Dear Chris,
I hope you’re doing well. Here Jaime from the Michael Schmidt group at the University of Fribourg.
I’m interested in using multiple staircases for an experiment and noticed that MWorks includes a staircase optimizer. I was wondering if there is an existing mwell script I could review to help implement this in our experiments.
Additionally, I wanted to ask whether MWorks supports a Quest staircase or if there is a way to implement it in mworks
Thanks a lot in advance
I’ve attached a simple experiment that demonstrates how MWorks’ staircase optimizer works.
MWorks does not currently provide a QUEST staircase, but we could certainly add one. Do you have a description of how the algorithm should work? I found the documentation on PsychoPy’s QUEST staircase, so I could probably extract the algorithm from that code, but it would be easier if I had a clearly-explained procedure to implement.
Thanks for checking this one. About the algorithm:
For some of our experiments, we need to estimate the perceptual threshold at which the subject can detect a change in contrast of a visual stimulus—specifically, a square shown on the screen. The idea is to find the contrast level at which the animal can reliably detect a change, but not so high that it’s always obvious.
The basic approach is similar to a classic staircase method: we present a change in contrast (say, +20%), and observe whether the monkey detects it. If it does, we lower the contrast slightly on the next trial (e.g., to 19%); if it doesn’t, we increase it (e.g., to 21%). Over time, this back-and-forth helps us hone in on the threshold—this is where we see staircase reversals, meaning the contrast direction switches (up to down or vice versa).

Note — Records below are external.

//! Branch row CRUD and the tx-scoped reads used by the optimistic
//! advancement window.

use crate::error::{Result, StoreError};
use crate::store::{Store, is_unique_violation};
use crate::{BranchId, GameId, RoundId};
use anyhow::Context as _;
use sqlx::{Row as _, SqliteConnection};

/// A row of the `branches` table.
#[derive(Debug, Clone)]
pub struct BranchRow {
    pub branch_id: BranchId,
    pub game_id: GameId,
    pub name: String,
    pub tip_round_id: Option<RoundId>,
    pub created_at: chrono::DateTime<chrono::Utc>,
    pub updated_at: chrono::DateTime<chrono::Utc>,
}

const BRANCH_COLUMNS: &str =
    "branch_id, game_id, name, tip_round_id, created_at, updated_at";

impl Store {
    /// Create a branch pointing at `tip_round_id`. Name collisions surface
    /// as `NameTaken`.
    pub async fn create_branch(
        &self,
        game_id: GameId,
        name: &str,
        tip_round_id: RoundId,
    ) -> Result<BranchId> {
        let result = sqlx::query(
            "INSERT INTO branches (game_id, name, tip_round_id) VALUES (?, ?, ?)",
        )
        .bind(game_id)
        .bind(name)
        .bind(tip_round_id)
        .execute(self.pool())
        .await;

        match result {
            Ok(done) => Ok(done.last_insert_rowid()),
            Err(error) if is_unique_violation(&error) => Err(StoreError::NameTaken {
                name: name.to_string(),
            }
            .into()),
            Err(error) => Err(StoreError::Query(error).into()),
        }
    }

    pub async fn get_branch_by_name(
        &self,
        game_id: GameId,
        name: &str,
    ) -> Result<Option<BranchRow>> {
        let row = sqlx::query(&format!(
            "SELECT {BRANCH_COLUMNS} FROM branches WHERE game_id = ? AND name = ?"
        ))
        .bind(game_id)
        .bind(name)
        .fetch_optional(self.pool())
        .await
        .context("failed to fetch branch by name")?;

        row.map(branch_from_row).transpose()
    }

    pub async fn get_branch_by_id(&self, branch_id: BranchId) -> Result<Option<BranchRow>> {
        let row = sqlx::query(&format!(
            "SELECT {BRANCH_COLUMNS} FROM branches WHERE branch_id = ?"
        ))
        .bind(branch_id)
        .fetch_optional(self.pool())
        .await
        .context("failed to fetch branch by id")?;

        row.map(branch_from_row).transpose()
    }

    pub async fn get_all_branches_for_game(&self, game_id: GameId) -> Result<Vec<BranchRow>> {
        let rows = sqlx::query(&format!(
            "SELECT {BRANCH_COLUMNS} FROM branches WHERE game_id = ? ORDER BY branch_id ASC"
        ))
        .bind(game_id)
        .fetch_all(self.pool())
        .await
        .context("failed to list branches")?;

        rows.into_iter().map(branch_from_row).collect()
    }

    /// Rename a branch. The UNIQUE constraint is the authoritative duplicate
    /// check.
    pub async fn rename_branch(&self, branch_id: BranchId, new_name: &str) -> Result<()> {
        let result = sqlx::query("UPDATE branches SET name = ? WHERE branch_id = ?")
            .bind(new_name)
            .bind(branch_id)
            .execute(self.pool())
            .await;

        match result {
            Ok(_) => Ok(()),
            Err(error) if is_unique_violation(&error) => Err(StoreError::NameTaken {
                name: new_name.to_string(),
            }
            .into()),
            Err(error) => Err(StoreError::Query(error).into()),
        }
    }

    pub async fn delete_branch(&self, branch_id: BranchId) -> Result<()> {
        sqlx::query("DELETE FROM branches WHERE branch_id = ?")
            .bind(branch_id)
            .execute(self.pool())
            .await
            .context("failed to delete branch")?;
        Ok(())
    }

    /// Move a branch tip (used for advancement, revert, and reset).
    pub async fn update_branch_tip(&self, branch_id: BranchId, round_id: RoundId) -> Result<()> {
        sqlx::query("UPDATE branches SET tip_round_id = ? WHERE branch_id = ?")
            .bind(round_id)
            .bind(branch_id)
            .execute(self.pool())
            .await
            .context("failed to update branch tip")?;
        Ok(())
    }

    /// Delete a branch by name, refusing to delete the game's HEAD branch.
    /// Lookup, HEAD check, and delete happen in one transaction.
    pub async fn delete_branch_checked(&self, game_id: GameId, name: &str) -> Result<()> {
        let mut tx = self.begin().await?;

        let row = sqlx::query("SELECT branch_id FROM branches WHERE game_id = ? AND name = ?")
            .bind(game_id)
            .bind(name)
            .fetch_optional(&mut *tx)
            .await
            .context("failed to fetch branch for delete")?;
        let Some(row) = row else {
            return Err(StoreError::BranchNotFound {
                name: name.to_string(),
            }
            .into());
        };
        let branch_id: BranchId = row
            .try_get("branch_id")
            .context("failed to read branch_id")?;

        let head_branch_id: Option<BranchId> =
            sqlx::query_scalar("SELECT head_branch_id FROM games WHERE game_id = ?")
                .bind(game_id)
                .fetch_one(&mut *tx)
                .await
                .context("failed to read head branch")?;
        if head_branch_id == Some(branch_id) {
            return Err(StoreError::CannotDeleteHead.into());
        }

        sqlx::query("DELETE FROM branches WHERE branch_id = ?")
            .bind(branch_id)
            .execute(&mut *tx)
            .await
            .context("failed to delete branch")?;
        tx.commit().await.context("failed to commit branch delete")?;
        Ok(())
    }

    /// Read a branch tip inside an open transaction.
    pub async fn branch_tip_tx(
        conn: &mut SqliteConnection,
        branch_id: BranchId,
    ) -> Result<Option<RoundId>> {
        let row = sqlx::query("SELECT tip_round_id FROM branches WHERE branch_id = ?")
            .bind(branch_id)
            .fetch_optional(conn)
            .await
            .context("failed to fetch branch tip")?;

        Ok(row.and_then(|r| r.try_get("tip_round_id").ok()))
    }

    /// Move a branch tip inside an open transaction.
    pub async fn update_branch_tip_tx(
        conn: &mut SqliteConnection,
        branch_id: BranchId,
        round_id: RoundId,
    ) -> Result<()> {
        sqlx::query("UPDATE branches SET tip_round_id = ? WHERE branch_id = ?")
            .bind(round_id)
            .bind(branch_id)
            .execute(conn)
            .await
            .context("failed to update branch tip")?;
        Ok(())
    }
}

fn branch_from_row(row: sqlx::sqlite::SqliteRow) -> Result<BranchRow> {
    Ok(BranchRow {
        branch_id: row
            .try_get("branch_id")
            .context("failed to read branch_id")?,
        game_id: row.try_get("game_id").context("failed to read game_id")?,
        name: row.try_get("name").context("failed to read branch name")?,
        tip_round_id: row.try_get("tip_round_id").ok().flatten(),
        created_at: row
            .try_get::<chrono::NaiveDateTime, _>("created_at")
            .map(|v| v.and_utc())
            .context("failed to read created_at")?,
        updated_at: row
            .try_get::<chrono::NaiveDateTime, _>("updated_at")
            .map(|v| v.and_utc())
            .context("failed to read updated_at")?,
    })
}

#[cfg(test)]
mod tests {
    use crate::error::{Error, StoreError};
    use crate::store::Store;
    use crate::{INITIAL_PARENT_ID, SEED_PLAYER_CHOICE};

    async fn seeded_game(store: &Store) -> (i64, i64) {
        let game_id = store.create_game("g1", "u1", "prompt").await.unwrap();
        let round_id = store
            .create_round(game_id, INITIAL_PARENT_ID, SEED_PLAYER_CHOICE, "开场", None, None)
            .await
            .unwrap();
        (game_id, round_id)
    }

    #[tokio::test]
    async fn branch_names_are_unique_per_game() {
        let store = Store::in_memory().await.expect("store should open");
        let (game_id, round_id) = seeded_game(&store).await;

        store.create_branch(game_id, "main", round_id).await.unwrap();
        let error = store
            .create_branch(game_id, "main", round_id)
            .await
            .expect_err("duplicate branch name must fail");
        assert!(matches!(error, Error::Store(StoreError::NameTaken { .. })));

        // The same name is fine on a different game.
        let other = store.create_game("g2", "u2", "p2").await.unwrap();
        let other_round = store
            .create_round(other, INITIAL_PARENT_ID, SEED_PLAYER_CHOICE, "开场", None, None)
            .await
            .unwrap();
        store.create_branch(other, "main", other_round).await.unwrap();
    }

    #[tokio::test]
    async fn rename_respects_uniqueness() {
        let store = Store::in_memory().await.expect("store should open");
        let (game_id, round_id) = seeded_game(&store).await;

        store.create_branch(game_id, "main", round_id).await.unwrap();
        let side = store.create_branch(game_id, "side", round_id).await.unwrap();

        let error = store
            .rename_branch(side, "main")
            .await
            .expect_err("renaming onto an existing name must fail");
        assert!(matches!(error, Error::Store(StoreError::NameTaken { .. })));

        store.rename_branch(side, "side_path").await.unwrap();
        let renamed = store
            .get_branch_by_name(game_id, "side_path")
            .await
            .unwrap()
            .expect("renamed branch should resolve");
        assert_eq!(renamed.branch_id, side);
    }

    #[tokio::test]
    async fn deleting_a_game_cascades_to_branches() {
        let store = Store::in_memory().await.expect("store should open");
        let (game_id, round_id) = seeded_game(&store).await;
        let branch_id = store.create_branch(game_id, "main", round_id).await.unwrap();

        store.delete_game(game_id).await.unwrap();
        assert!(store.get_branch_by_id(branch_id).await.unwrap().is_none());
    }
}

In our current experiment we need multiple staircases, for that purpose I wrote the following
var staircase_min_max=[.1,3]
var staircase_step_down=.1
var staircase_step_up=.3
var list_staircase_state=[1,1,1,1,1,1,1,1,1,1,1,1]
var curr_staircase=0
var eval_staircase = 1 {
// calculate current staircase based on active params
curr_staircase=(par_side+par_iscongruent2+par_color4)
I execute the command eval_staircase=1 or =0 depending of the response of the monkey
QUEST follows a similar logic but uses a Bayesian approach, which makes the estimation much more efficient. Instead of using simple rules like “go up/down by 1%”, QUEST maintains a probability distribution (a prior) over the possible values of the threshold. It updates this distribution with each trial based on the subject’s response—whether the stimulus was detected or not.
You start by telling QUEST what kind of psychometric function you’re assuming. This includes parameters like:
The slope (how quickly the detection probability increases with contrast)
The lapse rate (to account for occasional random errors)
The guess rate (chance-level performance, e.g., 50% for a 2AFC task)
The target performance level (e.g., 75% correct), which defines what we consider “threshold”
Once that’s set, QUEST will suggest a contrast value to present. You show that to the monkey, record whether the animal detected it (1) or not (0), and feed that response back into the algorithm. Based on the updated distribution, QUEST picks a new value for the next trial. Over time, the distribution gets narrower and centers on the most likely threshold.
This runs continuously, and you can define stopping criteria however you like—number of trials, number of reversals, or when the uncertainty (posterior width) is small enough.
In practice, QUEST is usually implemented as an object that holds the internal state: the prior, the responses, and the logic to suggest the next stimulus.